I sold a collection to a university and had to do similar paperwork. Just be sure of who you are dealing with.


----------



## stoney (Sep 21, 2013)

It may be ok to fill out a W-9 but do not give your ss#. The only thing, I think with a W-9, they will send you a tax form at the end of the year and you may have to pay income tax on it. Not positive but check it out.


----------



## redman007 (Sep 21, 2013)

*Do do it*

The W9 is a scam! as far as the museum....I've been to several times Atlanta and NEVER heard of that. 
The museum is probably in Africa....just post the bike here first as someone proposed earlier.


----------



## Stinky_Sullivan (Sep 21, 2013)

How many of you are tax PROFESSIONALS or consulted one before posting advise on this topic? I did. It amazes me how quick people are to talk out the side of their neck. The W-9 requires a SSN or TIN. Any business that pays out $600 or more to an individual or business in a year can ask for a W-9 and should provide the corresponding documentation at the end of the year. If they are a legitimate operation, there's no reason not to give them a W-9. I don't know why the TIN is unacceptable. That's for them to answer. If you have any doubts about what is proper or not for this type of transaction, consult a tax PROFESSIONAL.


----------



## pedal4416 (Sep 21, 2013)

Thank you guys for the support. Like I said its seemed sketchy but also oddly legit. I'm still going to call Rollins Co. Owner of Orkin to find out more.


----------



## decotriumph (Sep 21, 2013)

Stinky_Sullivan said:


> How many of you are tax PROFESSIONALS or consulted one before posting advise on this topic? I did. It amazes me how quick people are to talk out the side of their neck. The W-9 requires a SSN or TIN. Any business that pays out $600 or more to an individual or business in a year can ask for a W-9 and should provide the corresponding documentation at the end of the year. If they are a legitimate operation, there's no reason not to give them a W-9. I don't know why the TIN is unacceptable. That's for them to answer. If you have any doubts about what is proper or not for this type of transaction, consult a tax PROFESSIONAL.




Stinky is correct. When we pay any individual contributor for our magazines more than $600 in one year, we require a W9 form for our tax purposes. Additionally, some (but not all) of our advertising customers require a W9 from us. Usually it's the larger companies who do (Summit Racing, Harbor Freight, etc.) and I think it's probably determined by whatever _their _corporation's tax filing status is (partnership, Sub-S, etc.).
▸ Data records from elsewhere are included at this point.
//! Relay Packet Processing
//!
//! What a relay does with one 32768-byte packet: open its sub-header in
//! header 1, strip one layer from header 2 and the payload, then either
//! forward, swap the headers at the crossover point, or deliver.
//!
//! # Layer Keys
//!
//! ```text
//! header 2:  SPRP key hash(secret | "HEADER ENCRYPT")
//! payload:   SPRP key hash(secret | "PAYLOAD ENCRYPT")
//! hide:      hash(hash(payload) | "HIDE HEADER"), hash(hash(header 2) | "HIDE PAYLOAD")
//! ```
//!
//! Senders apply the same keys with `sprp_encrypt`, innermost hop first.

use libmix_crypto::{hash, hash_concat, sprp_decrypt, Digest20, PrivateKey};
use tracing::{debug, trace};
use zeroize::Zeroizing;

use crate::decoder::ReplyDecoder;
use crate::fragment::{FragmentOutcome, FragmentPool};
use crate::header::{Header, HeaderProcessor};
use crate::payload::{decode_payload, DecodedPayload};
use crate::routing::{ExitInformation, HostRoute, Routing, RoutingInformation};
use crate::{MixError, MixResult, HEADER_LEN, PACKET_SIZE};

/// Label for the header 2 layer key
pub const HEADER_ENCRYPT: &str = "HEADER ENCRYPT";

/// Label for the payload layer key
pub const PAYLOAD_ENCRYPT: &str = "PAYLOAD ENCRYPT";

/// Label for hiding header 2 under the payload
pub const HIDE_HEADER: &str = "HIDE HEADER";

/// Label for hiding the payload under header 2
pub const HIDE_PAYLOAD: &str = "HIDE PAYLOAD";

/// SPRP key `hash(secret | label)`
pub fn layer_key(secret: &[u8], label: &str) -> Digest20 {
    hash_concat(&[secret, label.as_bytes()])
}

/// Key hiding header 2, bound to the payload it travels with
pub fn hide_header_key(payload: &[u8]) -> Digest20 {
    layer_key(&hash(payload), HIDE_HEADER)
}

/// Key hiding the payload, bound to the already hidden header 2
pub fn hide_payload_key(header2: &[u8]) -> Digest20 {
    layer_key(&hash(header2), HIDE_PAYLOAD)
}

/// What to do with a processed packet
#[derive(Debug)]
pub enum RelayAction {
    /// Send `packet` on to the relay at `route`
    Forward {
        /// Next relay
        route: HostRoute,
        /// Rewritten packet
        packet: Vec<u8>,
    },
    /// This relay is the exit
    Deliver {
        /// Exit instruction
        exit: ExitInformation,
        /// Fully decrypted payload
        payload: Vec<u8>,
    },
}

/// Outcome of exit delivery
#[derive(Debug, PartialEq, Eq)]
pub enum Delivery {
    /// Discarded on request
    Dropped,
    /// Plaintext message for the exit address
    Message {
        /// Exit instruction
        exit: ExitInformation,
        /// Decompressed message
        body: Vec<u8>,
    },
    /// Payload only the reply block owner can read, armored for mailing
    Encrypted {
        /// Exit instruction
        exit: ExitInformation,
        /// Armored message text
        text: String,
    },
    /// Fragment stored; more are needed
    FragmentPending,
    /// Fragment not needed: duplicate, or its message was already rebuilt
    FragmentIgnored,
}

/// Processes packets with one relay's packet key
pub struct RelayProcessor {
    packet_key: PrivateKey,
    fragments: FragmentPool,
}

impl RelayProcessor {
    /// Processor for a relay's packet key
    pub fn new(packet_key: PrivateKey) -> Self {
        Self { packet_key, fragments: FragmentPool::new() }
    }

    /// Fragments waiting for reassembly
    pub fn fragments(&self) -> &FragmentPool {
        &self.fragments
    }

    /// Peel this relay's layer off a packet
    pub fn process(&self, packet: &[u8]) -> MixResult<RelayAction> {
        if packet.len() != PACKET_SIZE {
            return Err(MixError::InvalidPayload(format!(
                "packet is {} bytes, expected {}",
                packet.len(),
                PACKET_SIZE
            )));
        }
        let header1 = Header::from_bytes(&packet[..HEADER_LEN])?;
        let processed = HeaderProcessor::new(&self.packet_key).process(&header1)?;
        let secret = Zeroizing::new(processed.sub_header.secret);

        let mut header2 = sprp_decrypt(
            &layer_key(&secret[..], HEADER_ENCRYPT),
            &packet[HEADER_LEN..2 * HEADER_LEN],
        )?;
        let mut payload = sprp_decrypt(
            &layer_key(&secret[..], PAYLOAD_ENCRYPT),
            &packet[2 * HEADER_LEN..],
        )?;

        match processed.routing {
            Routing::Hop(RoutingInformation::ForwardToHost(route)) => {
                trace!(host = %route.host, port = route.port, "forwarding packet");
                let packet = [processed.next.as_bytes(), &header2, &payload].concat();
                Ok(RelayAction::Forward { route, packet })
            }
            Routing::Hop(RoutingInformation::SwapForwardToHost(route)) => {
                payload = sprp_decrypt(&hide_payload_key(&header2), &payload)?;
                header2 = sprp_decrypt(&hide_header_key(&payload), &header2)?;
                debug!(host = %route.host, port = route.port, "swapping headers at crossover");
                let packet = [&header2, processed.next.as_bytes(), &payload].concat();
                Ok(RelayAction::Forward { route, packet })
            }
            Routing::Exit(exit) => Ok(RelayAction::Deliver { exit, payload }),
        }
    }

    /// Act on an exit instruction
    pub fn deliver(&self, exit: ExitInformation, payload: &[u8]) -> MixResult<Delivery> {
        match exit {
            ExitInformation::Drop { .. } => Ok(Delivery::Dropped),
            ExitInformation::Fragmented => match decode_payload(payload)? {
                DecodedPayload::Fragment(packet) => match self.fragments.accept(&packet)? {
                    FragmentOutcome::Complete { exit, body } => Ok(Delivery::Message { exit, body }),
                    FragmentOutcome::Stored { .. } => Ok(Delivery::FragmentPending),
                    FragmentOutcome::Ignored => Ok(Delivery::FragmentIgnored),
                },
                DecodedPayload::Singleton(_) => Err(MixError::InvalidPayload(
                    "fragment exit received a singleton".into(),
                )),
            },
            ExitInformation::Smtp { tag, .. } | ExitInformation::Mbox { tag, .. } => {
                match decode_payload(payload) {
                    Ok(DecodedPayload::Singleton(body)) => Ok(Delivery::Message { exit, body }),
                    // Readable only by whoever holds the handle
                    Ok(DecodedPayload::Fragment(_)) | Err(_) => {
                        let text = ReplyDecoder::armor(&tag, payload);
                        Ok(Delivery::Encrypted { exit, text })
                    }
                }
            }
        }
    }
}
Individuals do not have Tax ID Numbers; they use their Social Security Numbers, which are in effect, their tax ID numbers.

I'd think a reasonably priced Cycle Truck would be a fairly easy sale. If the W-9 deal spooks you, sell to someone else. But you can be sure, your SSN is already in the hands of people a lot less desirable than Orkin!


----------



## fordsnake (Sep 21, 2013)

Alan is correct, individuals do not have Tax ID Numbers; they use their Social Security Numbers, which are in effect, their tax ID numbers for W-9 . If I were you I would begin a paper trail...have the company send you the W-9 form, plus a request letter with an  invoice on their letterhead with all their contact information (this will usually deter scammers). Once you received it you can always call Orkin's headquarters and ask to speak to accounts payable and see if an invoice has been issued ?


----------



## pedal4416 (Sep 21, 2013)

She's sending me an invoice. And all if her emails come from an @rollins.com. The cycle truck had been for sale here in the Cabe, rat rod bikes, and Craigslist. Not many people interested. She willing to pay full price, acouple hundred to pack and ship, and shipping costs. I need to sell bike ASAP and it would've nice to get top $$ and have another bike in a museum. Paper trail begins!! Thank you again. The Cabe always comes through. I have never dealt with a w-9 so I needed to hear this input.


----------



## dave the wave (Sep 21, 2013)

sounds legit to me.  http://www.orkin.net/history/    check the address if it checks out you have nothing to worry about.just get the check first.


----------



## kz1000 (Sep 21, 2013)

Yep your all getting in a tizzy over nothing, A W-9 is a standard form any legit company/business needs in order to buy/rent an item. If you want to make the sale, do it.


----------



## Rivnut (Sep 21, 2013)

https://turbotax.intuit.com/tax-tools/tax-tips/IRS-Tax-Forms/What-is-IRS-Form-W-9-/INF20088.html


----------



## GTs58 (Sep 21, 2013)

Selling a bike is not providing a service and the seller is not really required to fill out a W-9. Does the buyer have Staples fill out a W-9 when they buy $800 worth of office supplies from them? This is a mechandise sale, not contract work or providing a service. I personally would not mess with it and the buyer must not know when you need to request a W-9.  
++++++++++++++++++++++++++++++++++++++++++++++++++++++++++++++++++++++

Form W-9 is used when a business needs to have your name, address and taxpayer identification number so the business can issue a tax document to you and to the IRS. Form W-9 is frequently utilized in a business context, when one business needs to pay another business or a person for worked performed as an independent contractor. Form W-9 is also used by financial institutions to obtain information from their customers which will be used to prepare various types of Form 1099 to report interest, dividends and other types of income.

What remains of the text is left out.